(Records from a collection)
::::::::::

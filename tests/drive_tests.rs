//! Engine behavior against a simulated drive.

mod support;

use std::sync::Arc;
use std::thread;
use std::time::{Duration, Instant};

use festo_fhpp::{Ccon, Cpos, Drive, DriveState, FhppError, Profile};
use parking_lot::Mutex;
use support::{connected_drive, fast_tuning, SimulatedDrive, RECORD_STEP};

#[test]
fn test_end_to_end_direct_positioning() {
    let (sim, drive) = connected_drive();

    drive.unlock(Profile::Direct).unwrap();
    assert!(drive.is_ready().unwrap());
    assert!(matches!(
        drive.read_position(),
        Err(FhppError::UnknownPosition { .. })
    ));

    drive.home().unwrap();
    assert_eq!(drive.read_position().unwrap(), 0);

    drive.position_to(15000, 255).unwrap();
    assert_eq!(drive.read_position().unwrap(), 15000);
    assert_eq!(sim.position(), 15000);

    let last = sim.last_control().unwrap();
    assert_eq!(last.ccon, Ccon::ENABLED | Ccon::DIRECT_MODE);
    assert_eq!(last.cpos, Cpos::HALT_RELEASED);
    assert_eq!(last.speed, 255);
    assert_eq!(last.setpoint, 15000);
}

#[test]
fn test_unlock_direct_is_idempotent() {
    let (sim, drive) = connected_drive();
    drive.unlock(Profile::Direct).unwrap();
    let frames = sim.control_frames().len();

    drive.unlock(Profile::Direct).unwrap();
    assert_eq!(sim.control_frames().len(), frames);
}

#[test]
fn test_unlock_direct_clears_fault_first() {
    let (sim, drive) = connected_drive();
    sim.set_fault(false);
    assert!(drive.is_error().unwrap());

    drive.unlock(Profile::Direct).unwrap();
    assert!(!drive.is_error().unwrap());
    assert!(drive.is_ready().unwrap());

    let reset = sim
        .control_frames()
        .iter()
        .any(|words| words[0] & u16::from(Ccon::FAULT_RESET.bits()) != 0);
    assert!(reset);
}

#[test]
fn test_unlock_reports_persistent_fault() {
    let (sim, drive) = connected_drive();
    sim.set_fault(true);
    assert!(matches!(
        drive.unlock(Profile::Direct),
        Err(FhppError::FaultOrWarning { .. })
    ));
}

#[test]
fn test_unlock_externally_locked() {
    let (sim, drive) = connected_drive();
    sim.set_externally_locked(true);
    match drive.unlock(Profile::Direct) {
        Err(FhppError::Locked { status }) => assert_eq!(status.state(), DriveState::Locked),
        other => panic!("Expected Locked, got {:?}", other),
    }
    assert!(drive.is_locked().unwrap());
}

#[test]
fn test_fault_fails_every_operation_at_first_observation() {
    type Operation = fn(&Drive<SimulatedDrive>) -> festo_fhpp::Result<()>;
    let operations: [(&str, Operation); 6] = [
        ("lock_drive", |d| d.lock_drive()),
        ("unlock record", |d| d.unlock(Profile::RecordSelect)),
        ("home", |d| d.home()),
        ("position_to", |d| d.position_to(100, 50)),
        ("start_record", |d| d.start_record(1)),
        ("read_position", |d| d.read_position().map(|_| ())),
    ];

    for (name, operation) in operations {
        let (sim, drive) = connected_drive();
        sim.set_fault(true);
        match operation(&drive) {
            Err(FhppError::FaultOrWarning { status }) => {
                assert!(status.has_fault_or_warning(), "{}", name)
            }
            other => panic!("{}: expected FaultOrWarning, got {:?}", name, other),
        }
        assert_eq!(sim.reads(), 1, "{}", name);
        assert!(sim.control_frames().is_empty(), "{}", name);
    }
}

#[test]
fn test_warning_fails_motion() {
    let (sim, drive) = connected_drive();
    drive.unlock(Profile::Direct).unwrap();
    sim.set_warning();
    assert!(matches!(
        drive.position_to(10, 10),
        Err(FhppError::FaultOrWarning { .. })
    ));
}

#[test]
fn test_clear_error_ignores_faults_while_polling() {
    let (sim, drive) = connected_drive();
    sim.set_fault(true);
    match drive.clear_error() {
        Err(FhppError::LongOperation {
            operation,
            attempts,
            ..
        }) => {
            assert_eq!(operation, "fault clear");
            assert_eq!(attempts, drive.tuning().retries);
        }
        other => panic!("Expected LongOperation, got {:?}", other),
    }
}

#[test]
fn test_clear_error_recovers() {
    let (sim, drive) = connected_drive();
    sim.set_fault(false);
    drive.clear_error().unwrap();
    assert!(!drive.is_error().unwrap());
}

#[test]
fn test_position_to_budget_is_exact() {
    let (sim, drive) = connected_drive();
    drive.unlock(Profile::Direct).unwrap();
    sim.set_referenced(0);
    sim.set_never_complete();

    let reads_before = sim.reads();
    match drive.position_to(5000, 100) {
        Err(FhppError::LongOperation {
            operation,
            attempts,
            ..
        }) => {
            assert_eq!(operation, "positioning");
            assert_eq!(attempts, drive.tuning().motion_retries);
        }
        other => panic!("Expected LongOperation, got {:?}", other),
    }
    // One read before the halt frame, the rest within the completion phase.
    assert_eq!(sim.reads() - reads_before, 1 + drive.tuning().motion_retries - 1);
}

#[test]
fn test_force_cancel_interrupts_homing() {
    let sim = SimulatedDrive::new();
    let tuning = fast_tuning()
        .with_homing_interval(Duration::from_millis(20))
        .with_homing_retries(10_000);
    let drive = Arc::new(Drive::with_transport(sim.clone(), tuning));
    drive.connect().unwrap();
    drive.unlock(Profile::Direct).unwrap();
    sim.set_never_complete();

    let worker = {
        let drive = Arc::clone(&drive);
        thread::spawn(move || drive.home())
    };
    thread::sleep(Duration::from_millis(100));

    let cancelled_at = Instant::now();
    drive.force_cancel().unwrap();
    let result = worker.join().unwrap();
    let latency = cancelled_at.elapsed();

    assert!(matches!(result, Err(FhppError::Cancelled { .. })));
    assert!(latency < Duration::from_millis(500), "took {:?}", latency);

    let last = sim.last_control().unwrap();
    assert_eq!(last.cpos, Cpos::CLEAR_TASK);
}

#[test]
fn test_cancel_flag_is_sticky() {
    let (_sim, drive) = connected_drive();
    drive.unlock(Profile::Direct).unwrap();
    drive.force_cancel().unwrap();

    assert!(matches!(drive.home(), Err(FhppError::Cancelled { .. })));
    assert!(matches!(
        drive.position_to(1, 1),
        Err(FhppError::Cancelled { .. })
    ));
    // Recovery does not re-arm the drive on its own.
    assert!(matches!(
        drive.unlock(Profile::Direct),
        Err(FhppError::Cancelled { .. })
    ));

    drive.reset_cancel();
    drive.unlock(Profile::Direct).unwrap();
    drive.home().unwrap();
}

#[test]
fn test_observer_sees_intermediate_positions() {
    let (sim, drive) = connected_drive();
    drive.unlock(Profile::Direct).unwrap();
    sim.set_referenced(1000);

    let seen = Arc::new(Mutex::new(Vec::new()));
    let sink = Arc::clone(&seen);
    drive.set_observer(move |position: i32| sink.lock().push(position));

    drive.position_to(3000, 50).unwrap();
    assert_eq!(*seen.lock(), vec![2000, 3000]);

    drive.clear_observer();
    drive.position_to(1000, 50).unwrap();
    assert_eq!(seen.lock().len(), 2);
}

#[test]
fn test_record_selection() {
    let (sim, drive) = connected_drive();
    drive.unlock(Profile::RecordSelect).unwrap();
    assert!(!drive.is_locked().unwrap());

    drive.start_record(3).unwrap();
    assert_eq!(sim.position(), 3 * RECORD_STEP);

    let last = sim.last_control().unwrap();
    assert_eq!(last.ccon, Ccon::ENABLED);
    assert_eq!(last.cdir.bits(), 3);
}

#[test]
fn test_lock_drive() {
    let (_sim, drive) = connected_drive();
    drive.unlock(Profile::Direct).unwrap();
    assert!(!drive.is_locked().unwrap());

    drive.lock_drive().unwrap();
    assert!(drive.is_locked().unwrap());
    assert_eq!(drive.status().unwrap().state(), DriveState::Locked);
}

#[test]
fn test_transport_errors_propagate() {
    let sim = SimulatedDrive::new();
    let drive = Drive::with_transport(sim.clone(), fast_tuning());
    assert!(matches!(drive.status(), Err(FhppError::NotConnected)));
    assert!(matches!(
        drive.unlock(Profile::Direct),
        Err(FhppError::NotConnected)
    ));
}

#[test]
fn test_drop_disconnects() {
    let (sim, drive) = connected_drive();
    assert!(sim.is_connected());
    drop(drive);
    assert!(!sim.is_connected());
}

#[test]
fn test_last_status_tracks_observations() {
    let (_sim, drive) = connected_drive();
    assert!(drive.last_status().is_none());
    drive.unlock(Profile::Direct).unwrap();
    let last = drive.last_status().unwrap();
    assert!(last.is_direct_ready());
}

::::::::::

* _What you have to do_
What is needed is a verbatim copy of every line in the records above from the one containing "assert_eq!(*seen.lock(), vec![2000, 3000]);" down to the one containing "drive.start_record(3).unwrap();", both included, and nothing more.

* _Answer below_
    assert_eq!(*seen.lock(), vec![2000, 3000]);

    drive.clear_observer();
    drive.position_to(1000, 50).unwrap();
    assert_eq!(seen.lock().len(), 2);
}

#[test]
fn test_record_selection() {
    let (sim, drive) = connected_drive();
    drive.unlock(Profile::RecordSelect).unwrap();
    assert!(!drive.is_locked().unwrap());

    drive.start_record(3).unwrap();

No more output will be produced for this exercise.